Ideas around using this type of data include being able to assess the Value for Money of e-resources by breaking down the use by course.  Such an approach might also lead to some interesting ideas around cost and charging models. For a library showing the print and online resources that are ‘consumed’ by an individual course could go some way to helping libraries prove their value. 

With e-resources libraries are tied in to licence deals that don’t really take account of actual levels of use of those resources other than at a crude ‘size of institution’ level.  Accumulating data of actual use of those resources by different courses showing peaks/troughs and the maximum number of concurrent users could help the library sector in negotiating better licence terms.

User-activity data can also be used to identify weaknesses and deficiencies in services, such as investigating search terms that are used on OPACs and websites as sometimes they can indicate areas that need addressing with more relevant content or metadata.

Direct use of user-activity data
There are several areas where user-activity data can be used to provide direct services to users.  Search results could be analysed by course and fed back to people on that course ‘People on your course are searching for this, using these databases, borrowing these books’.

A key point is to feed that data back into wherever your users are accessing the library service, whether that is the OPAC, VLE or elsewhere through widgets or gadgets.    Getting the data fed back in real-time is the ultimate challenge as too many systems still rely on batch processing of data.

Loans data from other HEIs is also valuable particularly if it can be mapped to your own courses so your students can see what books students on similar courses elsewhere are borrowing.

One area where user activity data might help is in providing support to people using e-resources.  Users often seem to struggle understanding what databases to use.  Taking database search terms and the results and then building some form of success or ranking system might enable us to build a more intelligent system that could guide users to appropriate resources by indicating what people searching ‘Web of Science’  for example, were searching for; or by taking their search query and suggesting suitable databases.

Resource or Customer?
One final thing strikes me.  Libraries have long made use of statistical data as a decision-making tool but in the main have tended to use data at a category level (e.g. books on a particular subject, or at a particular class number range).  Data also tends to be analysed on a location and time basis,  e.g. books on these subjects are popular in this library or less popular at that library.   I think you could perhaps categorise this as a ‘resource-centric’ view of usage data.  What happens with the resource is what libraries are concerned with.

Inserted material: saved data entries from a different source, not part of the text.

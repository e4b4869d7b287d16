//! JWT token issuing and verification

use chrono::{DateTime, TimeDelta, Utc};
use jsonwebtoken::{decode, encode, Algorithm, DecodingKey, EncodingKey, Header, Validation};
use serde::{Deserialize, Serialize};
use std::fmt::Debug;

use crate::domain::DomainError;

/// JWT claims structure
#[derive(Debug, Clone, PartialEq, Eq, Serialize, Deserialize)]
pub struct TokenClaims {
    /// Subject (customer email)
    pub sub: String,
    /// Granted roles
    pub scopes: Vec<String>,
    /// Issuer
    pub iss: String,
    /// Issued at timestamp (Unix epoch)
    pub iat: i64,
    /// Expiration timestamp (Unix epoch)
    pub exp: i64,
}

impl TokenClaims {
    /// Create new claims for a subject holding a single role
    pub fn new(
        subject: impl Into<String>,
        role: impl Into<String>,
        issuer: impl Into<String>,
        expiration_hours: u64,
    ) -> Result<Self, DomainError> {
        let now = Utc::now();
        let exp = token_expiry(now, expiration_hours)?;

        Ok(Self {
            sub: subject.into(),
            scopes: vec![role.into()],
            iss: issuer.into(),
            iat: now.timestamp(),
            exp: exp.timestamp(),
        })
    }

    pub fn subject(&self) -> &str {
        &self.sub
    }
}

/// Expiry of a token issued at `issued_at` that lives for `hours`
pub fn token_expiry(issued_at: DateTime<Utc>, hours: u64) -> Result<DateTime<Utc>, DomainError> {
    i64::try_from(hours)
        .ok()
        .and_then(TimeDelta::try_hours)
        .and_then(|lifetime| issued_at.checked_add_signed(lifetime))
        .ok_or_else(|| {
            DomainError::configuration(format!("Token lifetime of {} hours is out of range", hours))
        })
}

/// Configuration for JWT service
#[derive(Clone)]
pub struct JwtConfig {
    /// Secret key for HS256 signing
    pub secret: String,
    /// Value written to and required in the `iss` claim
    pub issuer: String,
    /// Token expiration time in hours
    pub expiration_hours: u64,
}

impl JwtConfig {
    /// Create new JWT configuration
    pub fn new(secret: impl Into<String>, issuer: impl Into<String>, expiration_hours: u64) -> Self {
        Self {
            secret: secret.into(),
            issuer: issuer.into(),
            expiration_hours,
        }
    }
}

impl Debug for JwtConfig {
    fn fmt(&self, f: &mut std::fmt::Formatter<'_>) -> std::fmt::Result {
        f.debug_struct("JwtConfig")
            .field("secret", &"[hidden]")
            .field("issuer", &self.issuer)
            .field("expiration_hours", &self.expiration_hours)
            .finish()
    }
}

/// Issues and verifies signed credentials
pub trait TokenIssuer: Send + Sync + Debug {
    /// Issue a token for a subject holding `role`
    fn issue(&self, subject: &str, role: &str) -> Result<String, DomainError>;

    /// Verify signature, expiry and issuer, returning the claims
    fn verify(&self, token: &str) -> Result<TokenClaims, DomainError>;

    /// Get the token expiration time in hours
    fn expiration_hours(&self) -> u64;
}

/// HS256 JWT service
#[derive(Clone)]
pub struct JwtService {
    config: JwtConfig,
    encoding_key: EncodingKey,
    decoding_key: DecodingKey,
}

impl Debug for JwtService {
    fn fmt(&self, f: &mut std::fmt::Formatter<'_>) -> std::fmt::Result {
        f.debug_struct("JwtService")
            .field("config", &self.config)
            .field("encoding_key", &"[hidden]")
            .field("decoding_key", &"[hidden]")
            .finish()
    }
}

impl JwtService {
    /// Create a new JWT service with the given configuration
    pub fn new(config: JwtConfig) -> Self {
        let encoding_key = EncodingKey::from_secret(config.secret.as_bytes());
        let decoding_key = DecodingKey::from_secret(config.secret.as_bytes());

        Self {
            config,
            encoding_key,
            decoding_key,
        }
    }

    fn validation(&self) -> Validation {
        let mut validation = Validation::new(Algorithm::HS256);
        validation.set_issuer(&[self.config.issuer.as_str()]);
        validation.set_required_spec_claims(&["exp", "iss", "sub"]);
        validation.leeway = 0;
        validation
    }
}

impl TokenIssuer for JwtService {
    fn issue(&self, subject: &str, role: &str) -> Result<String, DomainError> {
        let claims = TokenClaims::new(
            subject,
            role,
            &self.config.issuer,
            self.config.expiration_hours,
        )?;

        encode(&Header::new(Algorithm::HS256), &claims, &self.encoding_key)
            .map_err(|e| DomainError::configuration(format!("Failed to sign token: {}", e)))
    }

    fn verify(&self, token: &str) -> Result<TokenClaims, DomainError> {
        decode::<TokenClaims>(token, &self.decoding_key, &self.validation())
            .map(|data| data.claims)
            .map_err(|e| DomainError::unauthorized(format!("Invalid token: {}", e)))
    }

    fn expiration_hours(&self) -> u64 {
        self.config.expiration_hours
    }
}
//! Tracing subscriber setup

use tracing_subscriber::{
    fmt::{self, format::FmtSpan},
    layer::SubscriberExt,
    util::SubscriberInitExt,
    EnvFilter,
};

use crate::config::{LogFormat, LoggingConfig};

/// `RUST_LOG` wins over the configured level
fn build_filter(config: &LoggingConfig) -> EnvFilter {
    EnvFilter::try_from_default_env().unwrap_or_else(|_| EnvFilter::new(&config.level))
}

/// Install the global subscriber. Fails if one is already installed.
pub fn init_logging(config: &LoggingConfig) -> anyhow::Result<()> {
    let filter = build_filter(config);

    match config.format {
        LogFormat::Json => tracing_subscriber::registry()
            .with(filter)
            .with(fmt::layer().json().with_span_events(FmtSpan::CLOSE))
            .try_init()?,
        LogFormat::Pretty => tracing_subscriber::registry()
            .with(filter)
            .with(
                fmt::layer()
                    .pretty()
                    .with_target(true)
                    .with_span_events(FmtSpan::CLOSE),
            )
            .try_init()?,
    }

    tracing::info!(level = %config.level, format = ?config.format, "Logging initialized");
    Ok(())
}
//! CLI module for the customer directory
//!
//! - `serve`: run the HTTP API
//! - `migrate`: apply (or revert) the relational schema and exit

pub mod migrate;
pub mod serve;

use clap::{Parser, Subcommand};

use crate::config::AppConfig;
use crate::infrastructure::logging;

/// Customer directory - registration, lookup and credentials for customers
#[derive(Parser)]
#[command(name = "customer-directory")]
#[command(version, about, long_about = None)]
pub struct Cli {
    #[command(subcommand)]
    pub command: Command,
}

#[derive(Subcommand)]
pub enum Command {
    /// Run the HTTP API server
    Serve,

    /// Apply pending database migrations
    Migrate(migrate::MigrateArgs),
}

/// Load `.env`, configuration and logging shared by every subcommand
pub(crate) fn bootstrap() -> anyhow::Result<AppConfig> {
    dotenvy::dotenv().ok();

    let config = AppConfig::load()?;
    logging::init_logging(&config.logging)?;

    Ok(config)
}
impl<R: CustomerRepository, H: PasswordHasher> CustomerService<R, H> {
    /// Create a new customer service
    pub fn new(repository: Arc<R>, hasher: Arc<H>) -> Self {
        Self {
            repository,
            hasher,
            email_locks: KeyedLocks::new(),
            customer_locks: KeyedLocks::new(),
        }
    }

    /// List every customer as its external projection
    pub async fn list_all(&self) -> Result<Vec<CustomerProjection>, DomainError> {
        let customers = self.repository.list().await?;
        Ok(customers.into_iter().map(CustomerProjection::from).collect())
    }

    /// Get a single customer
    pub async fn get_by_id(&self, id: CustomerId) -> Result<CustomerProjection, DomainError> {
        self.repository
            .find(id)
            .await?
            .map(CustomerProjection::from)
            .ok_or_else(|| customer_not_found(id))
    }

    /// Register a new customer
    pub async fn register(&self, request: RegistrationRequest) -> Result<(), DomainError> {
        request
            .validate()
            .map_err(|e| DomainError::validation(e.to_string()))?;

        let _guard = self.email_locks.acquire(request.email.clone()).await;

        if self.repository.exists_by_email(&request.email).await? {
            warn!(email = %request.email, "Registration rejected, email already taken");
            return Err(DomainError::conflict(EMAIL_TAKEN));
        }

        let password_hash = self.hasher.hash(&request.password)?;

        let customer = Customer::new(
            request.name,
            request.email,
            password_hash,
            request.age,
            request.gender,
        );

        let stored = self
            .repository
            .insert(customer)
            .await
            .map_err(surface_email_conflict)?;

        debug!(customer_id = ?stored.id(), "Registered customer");
        Ok(())
    }

    /// Delete a customer
    pub async fn delete(&self, id: CustomerId) -> Result<(), DomainError> {
        let _guard = self.customer_locks.acquire(id).await;

        if !self.repository.exists_by_id(id).await? {
            return Err(customer_not_found(id));
        }

        // Another writer sharing the backend may have removed it since the check.
        if !self.repository.delete_by_id(id).await? {
            return Err(customer_not_found(id));
        }

        debug!(customer_id = %id, "Deleted customer");
        Ok(())
    }

    /// Apply a partial update.
    ///
    /// Present fields equal to the stored values are ignored. Fails with a
    /// validation error without writing when nothing would change. The record
    /// stays locked from the read to the write, so concurrent updates of one
    /// customer apply in turn.
    pub async fn update(&self, id: CustomerId, request: UpdateRequest) -> Result<(), DomainError> {
        let _customer_guard = self.customer_locks.acquire(id).await;

        let current = self
            .repository
            .find(id)
            .await?
            .ok_or_else(|| customer_not_found(id))?;

        request
            .validate()
            .map_err(|e| DomainError::validation(e.to_string()))?;

        let merged = merge_update(&current, &request)
            .ok_or_else(|| DomainError::validation("no data changes found"))?;

        if merged.email() == current.email() {
            self.repository.update(&merged).await?;
        } else {
            let _email_guard = self.email_locks.acquire(merged.email().to_string()).await;

            if self.repository.exists_by_email(merged.email()).await? {
                warn!(customer_id = %id, "Update rejected, email already taken");
                return Err(DomainError::conflict(EMAIL_TAKEN));
            }

            self.repository
                .update(&merged)
                .await
                .map_err(surface_email_conflict)?;
        }

        debug!(customer_id = %id, "Updated customer");
        Ok(())
    }

    /// Check an email and password pair.
    ///
    /// Unknown emails and wrong passwords fail the same way.
    pub async fn authenticate(
        &self,
        email: &str,
        password: &str,
    ) -> Result<CustomerProjection, DomainError> {
        let customer = self.repository.find_by_email(email).await?;

        match customer {
            Some(customer) if self.hasher.verify(password, customer.password_hash()) => {
                debug!(customer_id = ?customer.id(), "Customer authenticated");
                Ok(CustomerProjection::from(customer))
            }
            _ => {
                debug!("Authentication failed");
                Err(DomainError::unauthorized("bad credentials"))
            }
        }
    }
}

fn surface_email_conflict(error: DomainError) -> DomainError {
    if error.is_conflict() {
        DomainError::conflict(EMAIL_TAKEN)
    } else {
        error
    }
}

In contrast the retail sector seems to take a different approach that you could perhaps categorise as a ‘customer-centric’ view of their user-activity data.  What is the customer buying?, what will encourage the customer to buy x?  There is still a time and location element, with different patterns in different stores. 

For libraries, this would need us to start to look at the pattern of our customers use and use the data to predict what they might be interested in, from their previous loan or search patterns.  If they are following a course, be able to push relevant resources to them at the appropriate time in much more of a real-time fashion.

Using evidence of what customers are doing to shape personalised services is now common practice across the business and commercial sectors. From giving people special offers based on their loyalty card transactions to the ‘Customers who bought this also bought this’ of Amazon, many companies are exploiting user activity data in numerous ways.

Libraries, though, have been very slow to realise the potential of activity data. With modern Library Management Systems now recording and keeping transactions for many years, and with the growth of systems such as ezproxy to control access to eresources, Libraries now have a rich seam of user activity data. But, with the exception of a few people such as Dave Pattern at Huddersfield, the take up in the HE sector hasn’t been high.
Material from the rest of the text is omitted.